■ GIVEN RECORDS
==============================

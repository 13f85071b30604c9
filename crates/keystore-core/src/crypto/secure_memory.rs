//! Zeroized holders for key material and secrets

use std::fmt;
use zeroize::Zeroizing;

use super::key_derivation::KEY_LEN;

fn redacted(f: &mut fmt::Formatter<'_>, name: &str) -> fmt::Result {
    write!(f, "{}([REDACTED])", name)
}

/// Derived AES-256 key, wiped on drop
pub struct SymmetricKey(Zeroizing<[u8; KEY_LEN]>);

impl SymmetricKey {
    pub fn new(key: [u8; KEY_LEN]) -> Self {
        Self(Zeroizing::new(key))
    }

    pub fn as_bytes(&self) -> &[u8; KEY_LEN] {
        &self.0
    }
}

impl fmt::Debug for SymmetricKey {
    fn fmt(&self, f: &mut fmt::Formatter<'_>) -> fmt::Result {
        redacted(f, "SymmetricKey")
    }
}

/// User password or generated session secret, wiped on drop
///
/// Cloning copies the secret into a second wiped buffer.
#[derive(Clone)]
pub struct SecretString(Zeroizing<String>);

impl SecretString {
    pub fn new(value: String) -> Self {
        Self(Zeroizing::new(value))
    }

    pub fn expose(&self) -> &str {
        &self.0
    }
}

impl From<&str> for SecretString {
    fn from(value: &str) -> Self {
        Self::new(value.to_string())
    }
}

impl fmt::Debug for SecretString {
    fn fmt(&self, f: &mut fmt::Formatter<'_>) -> fmt::Result {
        redacted(f, "SecretString")
    }
}
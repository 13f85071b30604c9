//! Format version 1: repeating-key XOR with a validation tag
//!
//! Only ever decoded. New records are always written as version 2.

use base64::{engine::general_purpose::STANDARD, Engine};
use serde::{Deserialize, Serialize};

use crate::crypto::legacy;
use crate::error::{KeyStoreError, Result};

#[derive(Debug, Clone, PartialEq, Eq, Serialize, Deserialize)]
#[serde(rename_all = "camelCase")]
pub struct LegacyEnvelope {
    /// Base64 of the XOR-ed key bytes
    pub encrypted_key: String,
    /// Checksum of the secret used to detect a wrong password
    pub validation: String,
    pub version: u32,
    /// Owning provider, only written by some releases
    #[serde(default, skip_serializing_if = "Option::is_none")]
    pub provider: Option<String>,
}

impl LegacyEnvelope {
    pub fn open(&self, secret: &str) -> Result<String> {
        let ciphertext = STANDARD
            .decode(&self.encrypted_key)
            .map_err(|e| KeyStoreError::CorruptedData(format!("invalid encryptedKey: {}", e)))?;

        legacy::decrypt(&ciphertext, &self.validation, secret)
    }

    /// Build a v1 envelope the way old releases did, for fixtures
    #[cfg(test)]
    pub(crate) fn seal_for_tests(plaintext: &str, secret: &str, provider: Option<&str>) -> Self {
        Self {
            encrypted_key: STANDARD.encode(legacy::xor_keystream(plaintext.as_bytes(), secret)),
            validation: legacy::validation_tag(secret),
            version: 1,
            provider: provider.map(str::to_string),
        }
    }
}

==============================

■ TASK GOAL
Copy verbatim the span of lines that begins with the line holding "#[cfg(test)]" and ends at the last line of the records.

■ ANSWER FOR THE TASK
    #[cfg(test)]
    pub(crate) fn seal_for_tests(plaintext: &str, secret: &str, provider: Option<&str>) -> Self {
        Self {
            encrypted_key: STANDARD.encode(legacy::xor_keystream(plaintext.as_bytes(), secret)),
            validation: legacy::validation_tag(secret),
            version: 1,
            provider: provider.map(str::to_string),
        }
    }
}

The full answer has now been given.